Paradox of thrift during 2020 corona recession
- In 2020, the economic shutdown will lead to an unprecedented rise in savings. Partly because people are very nervous about the future economy but also because opportunities to spend are severely limited.
- On the other hand, people who see a large fall in income will have to dip into their savings and borrow to stay afloat.
Paradox of thrift during 2009 Recession
In the recession of 2008, we see a sharp rise in the UK saving ratio as consumers respond to bad economic news by increasing saving and cutting back on spending.
This fall in spending and a rise in saving contributed to the recession.
Paradox of Thrift in 1930s
In the great depression of the 1930s, GDP fell, unemployment rose and the UK experienced a long period of deflation. In response to this disastrous economic situation, mainstream economists were at a loss as how to respond. Such a lengthy period of disequilibrium didn’t sit well with Classical theory which expected markets to operate smoothly and efficiently.

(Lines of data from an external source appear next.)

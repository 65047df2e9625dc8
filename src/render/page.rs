//! Rendered pages and template views.

use super::PEOPLE_URL;
use crate::{
    config::ImageStorage,
    content::{DocumentOptions, PersonRecord},
};
use serde::Serialize;
use std::path::PathBuf;

/// A rendered HTML page.
#[derive(Debug, Clone)]
pub struct Page {
    /// URL path, always with a trailing slash (`/people/ada/`).
    pub url: String,
    /// Output file relative to the output directory.
    pub path: PathBuf,
    pub html: String,
}

impl Page {
    pub fn new(url: &str, html: String) -> Self {
        let path = PathBuf::from(url.trim_matches('/')).join("index.html");
        Self {
            url: url.to_owned(),
            path,
            html,
        }
    }
}

/// A person as templates see it.
#[derive(Debug, Clone, Serialize)]
pub struct PersonView {
    pub slug: String,
    pub name: String,
    pub role: String,
    pub email: String,
    /// Resolved avatar URL, empty when unset.
    pub avatar: String,
    pub url: String,
    pub bio_html: String,
    pub summary: String,
}

impl PersonView {
    pub fn new(record: &PersonRecord, images: &ImageStorage) -> Self {
        let fields = &record.fields;
        let bio = record.biography(&DocumentOptions::full(images.clone()));

        Self {
            slug: record.slug.clone(),
            name: record.display_name().to_owned(),
            role: fields.role.clone().unwrap_or_default(),
            email: fields.email.clone().unwrap_or_default(),
            avatar: fields
                .avatar
                .as_deref()
                .map(|avatar| images.resolve(avatar))
                .unwrap_or_default(),
            url: format!("{PEOPLE_URL}{}/", record.slug),
            bio_html: bio.to_html(),
            summary: bio.summary(),
        }
    }
}
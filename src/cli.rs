//! Command-line interface definitions.
//!
//! Defines all CLI arguments and subcommands using clap.

use crate::config::BuildMode;
use clap::{Parser, Subcommand};
use std::path::PathBuf;

/// Atrium static site generator CLI
#[derive(Parser, Debug, Clone)]
#[command(version, about, long_about = None, arg_required_else_help = true)]
pub struct Cli {
    /// Project root directory (default: current directory)
    #[arg(short, long)]
    pub root: Option<PathBuf>,

    /// Config file name (default: atrium.toml)
    #[arg(short = 'C', long, default_value = "atrium.toml")]
    pub config: PathBuf,

    /// subcommands
    #[command(subcommand)]
    pub command: Commands,
}

/// Shared build arguments for Build and Serve commands
#[derive(clap::Args, Debug, Clone, Default)]
pub struct BuildArgs {
    /// Clean output directory completely before building
    #[arg(long)]
    pub clean: bool,

    /// Minify the html content
    #[arg(short, long, action = clap::ArgAction::Set, num_args = 0..=1, default_missing_value = "true", require_equals = false)]
    pub minify: Option<bool>,

    /// Build mode. Production builds leave the authoring tool out.
    ///
    /// Falls back to the `ATRIUM_ENV` environment variable, then `[build].mode`.
    #[arg(long, value_enum)]
    pub mode: Option<BuildMode>,

    /// enable sitemap generation
    #[arg(long, action = clap::ArgAction::Set, num_args = 0..=1, default_missing_value = "true", require_equals = false)]
    pub sitemap: Option<bool>,

    /// Override base URL for the site.
    ///
    /// Useful for CI/CD deployments where the production URL differs from local development.
    #[arg(long = "base-url")]
    pub base_url: Option<String>,
}

/// Available subcommands
#[derive(Subcommand, Debug, Clone)]
pub enum Commands {
    /// Init a template site
    Init {
        /// the name(path) of site directory, related to `root`
        name: Option<PathBuf>,
    },

    /// Validate content and render the site into the output directory
    Build {
        #[command(flatten)]
        build_args: BuildArgs,
    },

    /// Validate content files without rendering anything
    Check,

    /// Print the authoring schema as JSON
    Schema,

    /// Serve the site. Rebuild on change and expose the editor in development mode
    Serve {
        #[command(flatten)]
        build_args: BuildArgs,

        /// Interface to bind on
        #[arg(short, long)]
        interface: Option<String>,

        /// The port you should provide
        #[arg(short, long)]
        port: Option<u16>,

        /// enable watch
        #[arg(short, long, action = clap::ArgAction::Set, num_args = 0..=1, default_missing_value = "true", require_equals = false)]
        watch: Option<bool>,
    },
}

impl Cli {
    pub const fn is_init(&self) -> bool {
        matches!(self.command, Commands::Init { .. })
    }

    /// Build arguments of the current command, if it builds.
    pub fn build_args(&self) -> Option<&BuildArgs> {
        match &self.command {
            Commands::Build { build_args } | Commands::Serve { build_args, .. } => Some(build_args),
            _ => None,
        }
    }
}

#[cfg(test)]
mod tests {
    use super::*;

    #[test]
    fn test_parse_build_with_mode() {
        let cli = Cli::try_parse_from(["atrium", "build", "--mode", "production", "--clean"]).unwrap();
        let args = cli.build_args().unwrap();

        assert_eq!(args.mode, Some(BuildMode::Production));
        assert!(args.clean);
        assert_eq!(args.minify, None);
    }

    #[test]
    fn test_parse_serve_flags() {
        let cli = Cli::try_parse_from(["atrium", "-r", "site", "serve", "-p", "8080", "-w", "false"])
            .unwrap();

        assert_eq!(cli.root, Some(PathBuf::from("site")));
        match cli.command {
            Commands::Serve { port, watch, .. } => {
                assert_eq!(port, Some(8080));
                assert_eq!(watch, Some(false));
            }
            _ => panic!("expected serve"),
        }
    }

    #[test]
    fn test_check_has_no_build_args() {
        let cli = Cli::try_parse_from(["atrium", "check"]).unwrap();
        assert!(cli.build_args().is_none());
        assert!(!cli.is_init());
    }

    #[test]
    fn test_rejects_unknown_mode() {
        assert!(Cli::try_parse_from(["atrium", "build", "--mode", "staging"]).is_err());
    }
}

One policy the National government did approve was the cutting of unemployment benefits. The rationale was that in times of depression the govt should set an example by reducing its debt. This example actually inspired members of the public to send in their savings in the hope that it would help the economy.

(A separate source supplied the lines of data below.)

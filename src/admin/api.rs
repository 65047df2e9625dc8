//! Authoring write path.
//!
//! JSON endpoints, relative to `/<admin.route>/api/`:
//!
//! | Method   | Path                          | Action                       |
//! |----------|-------------------------------|------------------------------|
//! | `GET`    | `schema`                      | authoring schema             |
//! | `GET`    | `singletons/landing`          | landing document             |
//! | `PUT`    | `singletons/landing`          | replace landing document     |
//! | `GET`    | `collections/people`          | all people                   |
//! | `GET`    | `collections/people/<slug>`   | one person                   |
//! | `PUT`    | `collections/people/<slug>`   | save (renames on new name)   |
//! | `DELETE` | `collections/people/<slug>`   | delete                       |
//! | `POST`   | `images/people/<file>`        | upload image, body = bytes   |
//!
//! Rejected edits answer `422` with the offending field.

use crate::{
    config::SiteConfig,
    content::{ContentError, Landing, Person},
    schema::{AuthoringConfig, LANDING, PEOPLE},
    store::ContentStore,
};
use anyhow::Result;
use serde_json::{Value, json};
use tiny_http::Method;

/// Result of one API call.
#[derive(Debug)]
pub struct ApiResponse {
    pub status: u16,
    pub body: Value,
    /// Content on disk changed.
    pub wrote: bool,
}

impl ApiResponse {
    fn ok(body: Value) -> Self {
        Self {
            status: 200,
            body,
            wrote: false,
        }
    }

    fn written(body: Value) -> Self {
        Self {
            status: 200,
            body,
            wrote: true,
        }
    }

    fn error(status: u16, message: impl Into<String>) -> Self {
        Self {
            status,
            body: json!({ "error": message.into() }),
            wrote: false,
        }
    }
}

impl From<ContentError> for ApiResponse {
    fn from(err: ContentError) -> Self {
        match &err {
            ContentError::Authoring(authoring) => Self {
                status: 422,
                body: json!({ "error": authoring.to_string(), "field": authoring.field() }),
                wrote: false,
            },
            ContentError::NotFound(_) => Self::error(404, err.to_string()),
            _ => Self::error(500, format!("{err:#}")),
        }
    }
}

pub struct AdminApi {
    store: ContentStore,
    schema: AuthoringConfig,
}

impl AdminApi {
    pub fn new(config: &SiteConfig) -> Result<Self> {
        Ok(Self {
            store: ContentStore::new(config)?,
            schema: AuthoringConfig::new(config),
        })
    }

    /// Dispatch one request. `path` is relative to the API prefix.
    pub fn handle(&self, method: &Method, path: &str, body: &[u8]) -> ApiResponse {
        let segments: Vec<&str> = path.trim_matches('/').split('/').collect();

        let result = match (method, segments.as_slice()) {
            (Method::Get, ["schema"]) => to_value(&self.schema).map(ApiResponse::ok),

            (Method::Get, ["singletons", LANDING]) => self.get_landing(),
            (Method::Put, ["singletons", LANDING]) => self.put_landing(body),

            (Method::Get, ["collections", PEOPLE]) => {
                self.store.list_people().and_then(|people| to_value(&people)).map(ApiResponse::ok)
            }
            (Method::Get, ["collections", PEOPLE, slug]) => {
                self.store.read_person(slug).and_then(|p| to_value(&p)).map(ApiResponse::ok)
            }
            (Method::Put, ["collections", PEOPLE, slug]) => self.put_person(slug, body),
            (Method::Delete, ["collections", PEOPLE, slug]) => self
                .store
                .delete_person(slug)
                .map(|()| ApiResponse::written(json!({ "deleted": slug }))),

            (Method::Post, ["images", PEOPLE, file]) => self
                .store
                .store_image(file, body)
                .map(|src| ApiResponse::written(json!({ "src": src }))),

            (
                _,
                ["schema"] | ["singletons", LANDING] | ["collections", PEOPLE, ..] | ["images", PEOPLE, _],
            ) => Ok(ApiResponse::error(405, format!("{method} not allowed on `{path}`"))),
            _ => Ok(ApiResponse::error(404, format!("no route `{path}`"))),
        };

        result.unwrap_or_else(ApiResponse::from)
    }

    /// A site without a landing file edits an empty one.
    fn get_landing(&self) -> Result<ApiResponse, ContentError> {
        let landing = match self.store.read_landing() {
            Err(ContentError::NotFound(_)) => Landing::default(),
            other => other?,
        };
        to_value(&landing).map(ApiResponse::ok)
    }

    fn put_landing(&self, body: &[u8]) -> Result<ApiResponse, ContentError> {
        let landing: Landing = match serde_json::from_slice(body) {
            Ok(landing) => landing,
            Err(err) => return Ok(ApiResponse::error(400, err.to_string())),
        };
        self.store.write_landing(&landing)?;
        to_value(&landing).map(ApiResponse::written)
    }

    /// `slug` is the entry being edited; a changed name moves the file.
    fn put_person(&self, slug: &str, body: &[u8]) -> Result<ApiResponse, ContentError> {
        let mut person: Person = match serde_json::from_slice(body) {
            Ok(person) => person,
            Err(err) => return Ok(ApiResponse::error(400, err.to_string())),
        };
        // The slug always follows the name.
        person.slug.clear();
        person.normalize();
        self.schema.check_person(&person)?;

        let saved = self.store.write_person(person, Some(slug))?;
        to_value(&saved).map(ApiResponse::written)
    }
}

fn to_value<T: serde::Serialize>(value: &T) -> Result<Value, ContentError> {
    serde_json::to_value(value).map_err(|err| ContentError::Json("response".into(), err))
}
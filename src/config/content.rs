//! `[content]` section configuration.
//!
//! Declares where each collection and singleton lives on disk and the
//! directory ↔ public-path pair used for uploaded images.

use super::defaults;
use educe::Educe;
use serde::{Deserialize, Serialize};
use std::path::{Path, PathBuf};

/// `[content]` section in atrium.toml.
///
/// # Example
/// ```toml
/// [content]
/// people = "people"                 # relative to [build].content
/// landing = "site/landing.json"     # relative to [build].content
///
/// [content.images]
/// directory = "public/images/people"
/// public_path = "/images/people/"
/// ```
#[derive(Debug, Clone, Educe, Serialize, Deserialize)]
#[educe(Default)]
#[serde(default, deny_unknown_fields)]
pub struct ContentConfig {
    /// People collection directory, one file per person.
    #[serde(default = "defaults::content::people")]
    #[educe(Default = defaults::content::people())]
    pub people: PathBuf,

    /// Landing singleton JSON document.
    #[serde(default = "defaults::content::landing")]
    #[educe(Default = defaults::content::landing())]
    pub landing: PathBuf,

    /// Storage for avatars and biography images.
    #[serde(default)]
    pub images: ImageStorage,
}

/// A directory on disk paired with the public URL prefix it is served under.
///
/// Every image write lands in `directory`; every stored reference starts with
/// `public_path`.
#[derive(Debug, Clone, PartialEq, Eq, Educe, Serialize, Deserialize)]
#[educe(Default)]
#[serde(deny_unknown_fields)]
pub struct ImageStorage {
    #[serde(default = "defaults::content::image_directory")]
    #[educe(Default = defaults::content::image_directory())]
    pub directory: PathBuf,

    #[serde(default = "defaults::content::image_public_path")]
    #[educe(Default = defaults::content::image_public_path())]
    pub public_path: String,
}

impl ImageStorage {
    /// Resolve a stored image reference to the URL used in pages.
    ///
    /// Absolute paths and URLs pass through; bare file names are placed
    /// under `public_path`.
    pub fn resolve(&self, reference: &str) -> String {
        let reference = reference.trim();
        if reference.is_empty()
            || reference.starts_with('/')
            || reference.starts_with("http://")
            || reference.starts_with("https://")
            || reference.starts_with("data:")
        {
            return reference.to_owned();
        }
        format!("{}{}", self.public_prefix(), reference.trim_start_matches("./"))
    }

    /// Public path with exactly one trailing slash.
    pub fn public_prefix(&self) -> String {
        format!("{}/", self.public_path.trim_end_matches('/'))
    }

    /// Camel-cased view of this storage for the editor schema.
    ///
    /// `atrium.toml` keeps `public_path`; the editor reads `publicPath`.
    pub fn for_editor(&self) -> EditorImageStorage<'_> {
        EditorImageStorage {
            directory: &self.directory,
            public_path: &self.public_path,
        }
    }

    /// Disk location of the file a reference points to, if it lives in this storage.
    pub fn disk_path(&self, root: &Path, reference: &str) -> Option<PathBuf> {
        let prefix = self.public_prefix();
        let name = reference.strip_prefix(&prefix).unwrap_or(reference);
        (!name.is_empty() && !name.contains("..") && !name.starts_with('/'))
            .then(|| root.join(&self.directory).join(name))
    }
}

/// [`ImageStorage`] as exported to the editor.
#[derive(Debug, Serialize)]
#[serde(rename_all = "camelCase")]
pub struct EditorImageStorage<'a> {
    pub directory: &'a Path,
    pub public_path: &'a str,
}

#[cfg(test)]
mod tests {
    use super::super::SiteConfig;
    use super::*;

    #[test]
    fn test_content_config_defaults() {
        let config: SiteConfig = toml::from_str("").unwrap();

        assert_eq!(config.content.people, PathBuf::from("people"));
        assert_eq!(config.content.landing, PathBuf::from("site/landing.json"));
        assert_eq!(
            config.content.images.directory,
            PathBuf::from("public/images/people")
        );
        assert_eq!(config.content.images.public_path, "/images/people/");
    }

    #[test]
    fn test_editor_view_is_camel_cased() {
        let value = serde_json::to_value(ImageStorage::default().for_editor()).unwrap();
        assert_eq!(
            value,
            serde_json::json!({
                "directory": "public/images/people",
                "publicPath": "/images/people/",
            })
        );

        // The config file keeps its snake_case key.
        let toml = toml::to_string(&ImageStorage::default()).unwrap();
        assert!(toml.contains("public_path"));
    }

    #[test]
    fn test_image_resolve() {
        let images = ImageStorage::default();

        assert_eq!(images.resolve("ada.png"), "/images/people/ada.png");
        assert_eq!(images.resolve("./ada.png"), "/images/people/ada.png");
        assert_eq!(images.resolve("/images/people/ada.png"), "/images/people/ada.png");
        assert_eq!(images.resolve("https://cdn.example/a.png"), "https://cdn.example/a.png");
        assert_eq!(images.resolve(""), "");
    }

    #[test]
    fn test_public_prefix_normalizes_slash() {
        let images = ImageStorage {
            directory: "public/img".into(),
            public_path: "/img".into(),
        };
        assert_eq!(images.public_prefix(), "/img/");
        assert_eq!(images.resolve("a.png"), "/img/a.png");
    }

    #[test]
    fn test_disk_path() {
        let images = ImageStorage::default();
        let root = Path::new("/site");

        assert_eq!(
            images.disk_path(root, "/images/people/ada.png"),
            Some(PathBuf::from("/site/public/images/people/ada.png"))
        );
        assert_eq!(
            images.disk_path(root, "ada.png"),
            Some(PathBuf::from("/site/public/images/people/ada.png"))
        );
        assert_eq!(images.disk_path(root, "../secret"), None);
        assert_eq!(images.disk_path(root, "/elsewhere/a.png"), None);
    }
}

By reducing benefits they further reduced consumer spending and AD. This made areas of high unemployment even more impoverished. When people saved rather than spent their money it just made the recession worse.
Keynes and paradox of thriftIn the 1930s, J.M. Keynes argued that this 'paradox of thrift' was pushing the economy into a prolonged recession. He argued that in response to higher private saving, the government should borrow from the private sector and inject money into the economy.

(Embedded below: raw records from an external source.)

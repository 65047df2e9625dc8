//! File system watcher for live reload.
//!
//! Monitors content, public, template directories and the config file, and
//! rebuilds the site when they change.
//!
//! # Architecture
//!
//! ```text
//! ┌──────────────────────────────────────────────────────────────┐
//! │                      Event Loop                              │
//! │                                                              │
//! │  ┌──────────┐    ┌──────────┐    ┌────────────────────────┐  │
//! │  │ notify   │───▶│ Debouncer│───▶│    handle_changes()    │  │
//! │  │ events   │    │ (300ms)  │    │                        │  │
//! │  └──────────┘    └──────────┘    │  config → reload, then │  │
//! │                                  │  anything → rebuild    │  │
//! │                                  └────────────────────────┘  │
//! └──────────────────────────────────────────────────────────────┘
//! ```

use crate::{
    build::build_site,
    config::{SiteConfig, cfg, reload_config},
    log,
};
use anyhow::{Context, Result};
use notify::{Event, EventKind, RecursiveMode, Watcher};
use rustc_hash::FxHashSet;
use std::{
    path::{Path, PathBuf},
    time::{Duration, Instant},
};

// =============================================================================
// Constants
// =============================================================================

const DEBOUNCE_MS: u64 = 300;
const REBUILD_COOLDOWN_MS: u64 = 800;

// =============================================================================
// File Categories
// =============================================================================

/// What a changed path belongs to.
#[derive(Debug, Clone, Copy, PartialEq, Eq)]
enum FileCategory {
    Config,
    Content,
    Public,
    Template,
    Unknown,
}

impl FileCategory {
    const WATCHED: [Self; 4] = [Self::Config, Self::Content, Self::Public, Self::Template];

    fn path(self, config: &SiteConfig) -> Option<&Path> {
        match self {
            Self::Config => Some(config.config_path.as_path()),
            Self::Content => Some(config.build.content.as_path()),
            Self::Public => Some(config.build.public.as_path()),
            Self::Template => Some(config.build.templates.as_path()),
            Self::Unknown => None,
        }
    }

    const fn name(self) -> &'static str {
        match self {
            Self::Config => "config",
            Self::Content => "content",
            Self::Public => "public",
            Self::Template => "templates",
            Self::Unknown => "unknown",
        }
    }
}

fn categorize_path(path: &Path, config: &SiteConfig) -> FileCategory {
    if path == config.config_path {
        return FileCategory::Config;
    }
    [FileCategory::Content, FileCategory::Public, FileCategory::Template]
        .into_iter()
        .find(|cat| cat.path(config).is_some_and(|dir| path.starts_with(dir)))
        .unwrap_or(FileCategory::Unknown)
}

// =============================================================================
// Path Utilities
// =============================================================================

/// Check if path is a temp/backup file (editor artifacts).
fn is_temp_file(path: &Path) -> bool {
    let name = path.file_name().and_then(|n| n.to_str()).unwrap_or("");
    let ext = path.extension().and_then(|e| e.to_str()).unwrap_or("");

    matches!(ext, "bck" | "bak" | "backup" | "swp" | "swo" | "tmp")
        || name.ends_with('~')
        || name.starts_with('.')
}

/// Format path as relative to root for log display.
fn rel_path(path: &Path, root: &Path) -> String {
    path.strip_prefix(root).unwrap_or(path).display().to_string()
}

// =============================================================================
// Debounce State
// =============================================================================

/// Batches rapid file events with debouncing and rebuild cooldown.
struct Debouncer {
    pending: FxHashSet<PathBuf>,
    last_event: Option<Instant>,
    last_rebuild: Option<Instant>,
}

impl Debouncer {
    fn new() -> Self {
        Self {
            pending: FxHashSet::default(),
            last_event: None,
            last_rebuild: None,
        }
    }

    fn in_cooldown(&self) -> bool {
        self.last_rebuild
            .is_some_and(|t| t.elapsed() < Duration::from_millis(REBUILD_COOLDOWN_MS))
    }

    fn add(&mut self, event: Event) {
        for path in event.paths {
            if !is_temp_file(&path) {
                self.pending.insert(path);
            }
        }
        self.last_event = Some(Instant::now());
    }

    fn ready(&self) -> bool {
        !self.pending.is_empty()
            && self
                .last_event
                .is_some_and(|t| t.elapsed() >= Duration::from_millis(DEBOUNCE_MS))
    }

    fn take(&mut self) -> Vec<PathBuf> {
        self.last_event = None;
        self.pending.drain().collect()
    }

    fn mark_rebuild(&mut self) {
        self.last_rebuild = Some(Instant::now());
    }

    fn timeout(&self) -> Duration {
        if self.pending.is_empty() {
            Duration::from_secs(60)
        } else {
            Duration::from_millis(DEBOUNCE_MS)
        }
    }
}

// =============================================================================
// Event Handler
// =============================================================================

/// Rebuild with the current config. Returns true on success.
fn try_rebuild(reason: &str) -> bool {
    log!("watch"; "{reason}");

    match build_site(&cfg()) {
        Ok(_) => true,
        Err(e) => {
            log!("watch"; "build failed");
            log!("error"; "{e:#}");
            false
        }
    }
}

/// Process file changes. Returns true if a rebuild succeeded (for cooldown).
fn handle_changes(paths: &[PathBuf]) -> bool {
    let config = cfg();
    let root = config.get_root();

    let mut config_changed = false;
    let mut triggers: Vec<&PathBuf> = Vec::new();
    for path in paths {
        match categorize_path(path, &config) {
            FileCategory::Config => config_changed = true,
            FileCategory::Unknown => {}
            _ => triggers.push(path),
        }
    }

    if config_changed {
        match reload_config() {
            Ok(true) => return try_rebuild("config changed, rebuilding..."),
            Ok(false) => {}
            Err(e) => {
                log!("error"; "config reload failed: {e:#}");
                return false;
            }
        }
    }

    if triggers.is_empty() {
        return false;
    }

    let names: Vec<_> = triggers.iter().map(|p| rel_path(p, root)).collect();
    try_rebuild(&format!("{} changed, rebuilding...", names.join(", ")))
}

// =============================================================================
// Watcher Setup
// =============================================================================

fn setup_watchers(watcher: &mut impl Watcher, config: &SiteConfig) -> Result<()> {
    let root = config.get_root();
    let mut watched = Vec::new();

    for cat in FileCategory::WATCHED {
        if let Some(path) = cat.path(config)
            && path.exists()
        {
            let mode = if path.is_dir() {
                RecursiveMode::Recursive
            } else {
                RecursiveMode::NonRecursive
            };

            watcher
                .watch(path, mode)
                .with_context(|| format!("Failed to watch {}: {}", cat.name(), path.display()))?;
            watched.push(rel_path(path, root));
        }
    }

    log!("watch"; "{}", watched.join(", "));
    Ok(())
}

const fn is_relevant(event: &Event) -> bool {
    matches!(
        event.kind,
        EventKind::Modify(_) | EventKind::Create(_) | EventKind::Remove(_)
    )
}

// =============================================================================
// Public API
// =============================================================================

/// Start blocking file watcher with debouncing and live rebuild.
pub fn watch_for_changes_blocking() -> Result<()> {
    let config = cfg();
    if !config.serve.watch {
        return Ok(());
    }

    let (tx, rx) = std::sync::mpsc::channel();
    let mut watcher = notify::recommended_watcher(tx).context("Failed to create file watcher")?;
    setup_watchers(&mut watcher, &config)?;

    let mut debouncer = Debouncer::new();

    loop {
        match rx.recv_timeout(debouncer.timeout()) {
            Ok(Ok(event)) if is_relevant(&event) && !debouncer.in_cooldown() => {
                debouncer.add(event);
            }
            Ok(Err(e)) => log!("watch"; "error: {e}"),
            Err(std::sync::mpsc::RecvTimeoutError::Timeout) if debouncer.ready() => {
                if handle_changes(&debouncer.take()) {
                    debouncer.mark_rebuild();
                }
            }
            Err(std::sync::mpsc::RecvTimeoutError::Disconnected) => break,
            _ => {}
        }
    }

    Ok(())
}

This government borrowing wouldn't cause crowding out because the private sector were not investing, but just saving.
In the UK and US Keynes was largely ignored until after the war and as a consequence the UK economy experienced high levels of unemployment for the remainder of the decade.
Who coined the term paradox of thrift?Keynes first popularised the term as it fitted in neatly with his concept that recessions were caused by falls in aggregate demand. It also justified higher government borrowing to offset the private sector savings. He mentioned it in his General Theory.
"For although the amount of his own saving is unlikely to have any significant influence on his own income, the reactions of the amount of his consumption on the incomes of others makes it impossible for all individuals simultaneously to save any given sums. Every such attempt to save more by reducing consumption will so affect incomes that the attempt necessarily defeats itself. It is, of course, just as impossible for the community as a whole to save less than the amount of current investment, since the attempt to do so will necessarily raise incomes to a level at which the sums which individuals choose to save add up to a figure exactly equal to the amount of investment.This rather long-winded statement was shortened by Paul Samuelson, who used the term 'paradox of thrift' in his influential post-war macroeconomics text book.
— John Maynard Keynes, The General Theory of Employment, Interest and Money, Chapter 7, p. 84
The idea was also in use before Keynes. In 1893, in the The Fallacy of Saving, John M. Robertson writes on the potential problem of many individuals saving at once.
"Had the whole population been alike bent on saving, the total saved would positively have been much less, inasmuch as (other tendencies remaining the same) industrial paralysis would have been reached sooner or oftener, profits would be less, interest much lower, and earnings smaller and more precarious. This ... is no idle paradox, but the strictest economic truth."
— John M. Robertson, The Fallacy of Saving, pp. 131–132
Paradox of thrift and government borrowingThe paradox of thrift suggests that if there is a recession, there will be a rise in private sector saving and hence greater demand to buy government bonds. Therefore, even if the government borrow more, bond yields may fall.
Criticisms of paradox of thrift
- Higher saving increases bank balances and can lead to an increase in bank lending - and hence investment.
- A fall in demand from higher saving, will cause lower prices, which encourage demand to increase. This is related to Say's Law which states supply creates its own demand.
- Higher domestic savings can lead to lower domestic inflation and therefore increase exports. Higher exports can boost demand.
Responding to criticisms
- In a recession, banks may not want to lend, and even if banks do want to lend, firms do not want to borrow and invest. In fact, in a recession, firms may do the same as consumers and try to save more and pay back dent.
- Prices may be sticky downwards and not fall, even if there is lower demand. Also, if prices fall, deflation can discourage spending because real value of debt rises.
- Not every country can 'export' its way out of a recession.